Assignment:
Search the records below for the word "TocResult" and show every line where it occurs.

Material for the task:
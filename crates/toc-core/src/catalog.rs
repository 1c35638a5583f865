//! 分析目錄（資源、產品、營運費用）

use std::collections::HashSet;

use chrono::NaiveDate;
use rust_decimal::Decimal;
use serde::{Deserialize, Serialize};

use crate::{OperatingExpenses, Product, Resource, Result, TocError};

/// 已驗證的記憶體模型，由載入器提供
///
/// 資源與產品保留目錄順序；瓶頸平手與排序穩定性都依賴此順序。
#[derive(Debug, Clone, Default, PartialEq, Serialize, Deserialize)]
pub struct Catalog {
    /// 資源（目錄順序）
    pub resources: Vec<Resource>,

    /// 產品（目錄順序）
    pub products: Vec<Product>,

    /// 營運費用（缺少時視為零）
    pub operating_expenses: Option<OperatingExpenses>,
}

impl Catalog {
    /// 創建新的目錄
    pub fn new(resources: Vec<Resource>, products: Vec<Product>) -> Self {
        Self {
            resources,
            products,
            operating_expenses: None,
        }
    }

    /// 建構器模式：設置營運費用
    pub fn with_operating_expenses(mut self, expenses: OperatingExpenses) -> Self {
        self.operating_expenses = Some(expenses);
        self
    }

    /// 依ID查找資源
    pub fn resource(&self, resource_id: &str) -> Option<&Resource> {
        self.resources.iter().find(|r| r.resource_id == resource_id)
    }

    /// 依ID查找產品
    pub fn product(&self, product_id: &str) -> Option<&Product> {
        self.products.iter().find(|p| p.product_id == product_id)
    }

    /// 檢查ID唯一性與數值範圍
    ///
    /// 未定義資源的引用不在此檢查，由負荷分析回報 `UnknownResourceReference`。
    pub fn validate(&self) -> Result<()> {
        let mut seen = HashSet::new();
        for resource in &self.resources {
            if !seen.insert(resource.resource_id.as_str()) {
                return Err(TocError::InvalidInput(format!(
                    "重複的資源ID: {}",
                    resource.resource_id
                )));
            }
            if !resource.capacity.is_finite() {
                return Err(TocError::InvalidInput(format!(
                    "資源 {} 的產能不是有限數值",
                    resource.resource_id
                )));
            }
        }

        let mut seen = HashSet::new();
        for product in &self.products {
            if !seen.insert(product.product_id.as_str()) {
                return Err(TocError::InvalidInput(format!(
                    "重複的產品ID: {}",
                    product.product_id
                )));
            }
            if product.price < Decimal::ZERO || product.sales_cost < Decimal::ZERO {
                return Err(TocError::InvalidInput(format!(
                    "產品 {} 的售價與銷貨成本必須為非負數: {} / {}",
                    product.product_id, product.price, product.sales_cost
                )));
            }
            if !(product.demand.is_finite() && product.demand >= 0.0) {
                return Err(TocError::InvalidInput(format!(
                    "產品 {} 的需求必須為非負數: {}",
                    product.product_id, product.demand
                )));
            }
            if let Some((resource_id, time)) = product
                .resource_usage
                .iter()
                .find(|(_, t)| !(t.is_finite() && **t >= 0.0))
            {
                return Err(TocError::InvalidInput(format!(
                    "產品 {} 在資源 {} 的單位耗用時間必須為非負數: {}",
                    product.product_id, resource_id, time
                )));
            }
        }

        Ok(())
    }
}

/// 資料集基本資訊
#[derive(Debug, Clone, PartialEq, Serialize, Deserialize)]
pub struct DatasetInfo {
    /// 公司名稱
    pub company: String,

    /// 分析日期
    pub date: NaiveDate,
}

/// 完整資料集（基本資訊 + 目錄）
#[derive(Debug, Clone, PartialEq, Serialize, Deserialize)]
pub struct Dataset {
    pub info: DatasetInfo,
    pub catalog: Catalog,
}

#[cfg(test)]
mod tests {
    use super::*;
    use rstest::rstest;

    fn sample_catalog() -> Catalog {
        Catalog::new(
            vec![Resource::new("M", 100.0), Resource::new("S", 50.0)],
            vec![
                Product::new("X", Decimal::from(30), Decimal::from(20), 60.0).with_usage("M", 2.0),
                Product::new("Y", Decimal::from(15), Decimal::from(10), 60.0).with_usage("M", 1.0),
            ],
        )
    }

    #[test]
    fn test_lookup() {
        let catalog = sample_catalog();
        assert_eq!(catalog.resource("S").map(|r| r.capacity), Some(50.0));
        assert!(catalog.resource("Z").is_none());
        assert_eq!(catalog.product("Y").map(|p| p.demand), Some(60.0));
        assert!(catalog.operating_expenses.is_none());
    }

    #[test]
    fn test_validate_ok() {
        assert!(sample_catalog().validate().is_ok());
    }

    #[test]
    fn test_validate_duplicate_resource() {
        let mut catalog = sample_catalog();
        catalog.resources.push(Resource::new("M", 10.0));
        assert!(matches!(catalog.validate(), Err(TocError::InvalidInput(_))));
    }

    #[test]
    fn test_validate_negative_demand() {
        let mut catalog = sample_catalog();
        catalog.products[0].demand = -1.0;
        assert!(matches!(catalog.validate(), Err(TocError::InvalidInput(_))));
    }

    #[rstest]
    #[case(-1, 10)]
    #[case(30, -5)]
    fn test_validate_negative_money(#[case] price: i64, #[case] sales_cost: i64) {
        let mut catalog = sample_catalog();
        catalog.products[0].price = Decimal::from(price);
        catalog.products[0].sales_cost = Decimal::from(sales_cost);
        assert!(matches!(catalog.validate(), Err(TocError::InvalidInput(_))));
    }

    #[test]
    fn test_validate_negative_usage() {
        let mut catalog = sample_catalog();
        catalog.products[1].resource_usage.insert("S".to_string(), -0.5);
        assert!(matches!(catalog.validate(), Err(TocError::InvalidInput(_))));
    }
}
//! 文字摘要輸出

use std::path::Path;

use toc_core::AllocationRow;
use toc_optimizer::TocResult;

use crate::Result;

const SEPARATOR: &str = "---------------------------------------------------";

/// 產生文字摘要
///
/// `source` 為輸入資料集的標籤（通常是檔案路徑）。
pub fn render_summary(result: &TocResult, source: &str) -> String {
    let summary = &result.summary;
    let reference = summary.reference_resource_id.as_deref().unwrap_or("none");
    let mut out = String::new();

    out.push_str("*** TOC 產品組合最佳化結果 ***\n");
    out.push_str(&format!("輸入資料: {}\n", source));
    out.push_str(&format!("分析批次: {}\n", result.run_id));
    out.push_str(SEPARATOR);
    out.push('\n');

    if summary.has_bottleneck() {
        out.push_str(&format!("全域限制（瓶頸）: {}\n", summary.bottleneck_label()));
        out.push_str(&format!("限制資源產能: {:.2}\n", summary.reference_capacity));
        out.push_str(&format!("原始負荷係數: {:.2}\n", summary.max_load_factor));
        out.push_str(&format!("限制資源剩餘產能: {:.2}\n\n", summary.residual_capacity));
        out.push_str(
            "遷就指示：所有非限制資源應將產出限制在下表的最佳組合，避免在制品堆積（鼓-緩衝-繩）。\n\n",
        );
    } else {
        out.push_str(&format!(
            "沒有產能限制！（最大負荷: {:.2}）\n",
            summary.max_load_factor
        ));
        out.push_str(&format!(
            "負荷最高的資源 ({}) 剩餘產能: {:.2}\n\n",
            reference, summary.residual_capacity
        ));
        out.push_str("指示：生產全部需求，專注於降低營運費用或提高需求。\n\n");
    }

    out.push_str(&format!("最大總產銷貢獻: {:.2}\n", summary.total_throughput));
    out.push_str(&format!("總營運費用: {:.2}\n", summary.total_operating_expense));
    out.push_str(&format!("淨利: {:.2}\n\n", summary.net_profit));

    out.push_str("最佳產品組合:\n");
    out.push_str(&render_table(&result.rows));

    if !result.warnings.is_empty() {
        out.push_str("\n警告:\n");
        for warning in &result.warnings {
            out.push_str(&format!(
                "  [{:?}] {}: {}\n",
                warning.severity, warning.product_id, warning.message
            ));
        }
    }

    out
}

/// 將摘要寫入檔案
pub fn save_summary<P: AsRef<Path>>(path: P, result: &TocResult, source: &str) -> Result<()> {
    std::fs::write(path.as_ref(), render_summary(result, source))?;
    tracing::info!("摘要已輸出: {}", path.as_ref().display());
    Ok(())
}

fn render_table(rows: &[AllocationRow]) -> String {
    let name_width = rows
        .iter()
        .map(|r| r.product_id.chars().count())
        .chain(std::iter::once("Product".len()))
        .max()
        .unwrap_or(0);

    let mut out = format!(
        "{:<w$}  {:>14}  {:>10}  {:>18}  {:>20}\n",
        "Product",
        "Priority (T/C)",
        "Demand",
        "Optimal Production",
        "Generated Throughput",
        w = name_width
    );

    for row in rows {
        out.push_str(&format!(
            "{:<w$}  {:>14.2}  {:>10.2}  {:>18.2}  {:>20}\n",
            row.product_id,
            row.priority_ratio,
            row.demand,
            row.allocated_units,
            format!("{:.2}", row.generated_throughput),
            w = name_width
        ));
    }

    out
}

==

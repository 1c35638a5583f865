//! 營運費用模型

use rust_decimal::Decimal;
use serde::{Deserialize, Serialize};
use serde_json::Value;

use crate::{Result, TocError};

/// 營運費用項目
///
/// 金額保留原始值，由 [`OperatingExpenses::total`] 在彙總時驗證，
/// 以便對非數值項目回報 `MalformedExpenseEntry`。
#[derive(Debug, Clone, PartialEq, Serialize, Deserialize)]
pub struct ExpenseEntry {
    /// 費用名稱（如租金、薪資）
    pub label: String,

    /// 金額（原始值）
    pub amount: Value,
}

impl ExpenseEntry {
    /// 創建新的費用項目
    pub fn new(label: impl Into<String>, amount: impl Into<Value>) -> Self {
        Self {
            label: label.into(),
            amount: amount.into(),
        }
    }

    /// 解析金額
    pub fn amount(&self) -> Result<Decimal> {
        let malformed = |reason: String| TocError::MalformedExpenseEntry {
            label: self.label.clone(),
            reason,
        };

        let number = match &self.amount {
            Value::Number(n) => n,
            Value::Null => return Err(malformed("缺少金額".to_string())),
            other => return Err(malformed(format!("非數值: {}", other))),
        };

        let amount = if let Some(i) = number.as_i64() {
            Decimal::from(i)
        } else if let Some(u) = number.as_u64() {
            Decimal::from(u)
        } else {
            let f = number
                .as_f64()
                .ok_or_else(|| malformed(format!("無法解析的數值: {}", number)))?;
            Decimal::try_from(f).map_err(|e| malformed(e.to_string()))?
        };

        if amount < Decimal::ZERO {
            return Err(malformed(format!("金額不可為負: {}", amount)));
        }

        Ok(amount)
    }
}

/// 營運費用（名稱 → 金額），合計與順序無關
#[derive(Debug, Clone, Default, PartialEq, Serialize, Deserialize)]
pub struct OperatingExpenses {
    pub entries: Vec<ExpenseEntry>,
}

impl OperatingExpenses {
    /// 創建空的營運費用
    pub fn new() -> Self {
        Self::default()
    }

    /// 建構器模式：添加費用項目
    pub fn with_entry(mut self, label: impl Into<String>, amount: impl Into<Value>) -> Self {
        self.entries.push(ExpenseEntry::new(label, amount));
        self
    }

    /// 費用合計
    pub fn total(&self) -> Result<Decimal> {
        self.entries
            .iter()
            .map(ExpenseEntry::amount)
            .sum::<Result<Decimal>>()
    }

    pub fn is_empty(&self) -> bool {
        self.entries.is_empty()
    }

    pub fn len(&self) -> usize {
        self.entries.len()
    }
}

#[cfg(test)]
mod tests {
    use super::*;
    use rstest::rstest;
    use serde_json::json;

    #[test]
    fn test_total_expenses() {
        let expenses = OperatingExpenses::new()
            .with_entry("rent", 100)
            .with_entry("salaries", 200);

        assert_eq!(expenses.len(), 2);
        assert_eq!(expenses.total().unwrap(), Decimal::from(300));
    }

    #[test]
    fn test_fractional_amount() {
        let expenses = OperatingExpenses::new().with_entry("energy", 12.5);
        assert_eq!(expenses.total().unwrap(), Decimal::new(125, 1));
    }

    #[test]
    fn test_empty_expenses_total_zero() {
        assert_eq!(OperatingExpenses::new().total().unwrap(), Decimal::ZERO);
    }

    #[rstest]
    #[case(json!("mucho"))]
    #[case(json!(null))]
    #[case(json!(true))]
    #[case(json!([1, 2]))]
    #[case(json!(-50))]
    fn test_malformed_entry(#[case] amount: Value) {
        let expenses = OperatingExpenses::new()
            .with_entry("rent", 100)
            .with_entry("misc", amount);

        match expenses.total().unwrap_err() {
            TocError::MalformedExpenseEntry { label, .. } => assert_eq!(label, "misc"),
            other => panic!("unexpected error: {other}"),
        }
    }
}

Solution:
use toc_optimizer::TocResult;
pub fn render_summary(result: &TocResult, source: &str) -> String {
pub fn save_summary<P: AsRef<Path>>(path: P, result: &TocResult, source: &str) -> Result<()> {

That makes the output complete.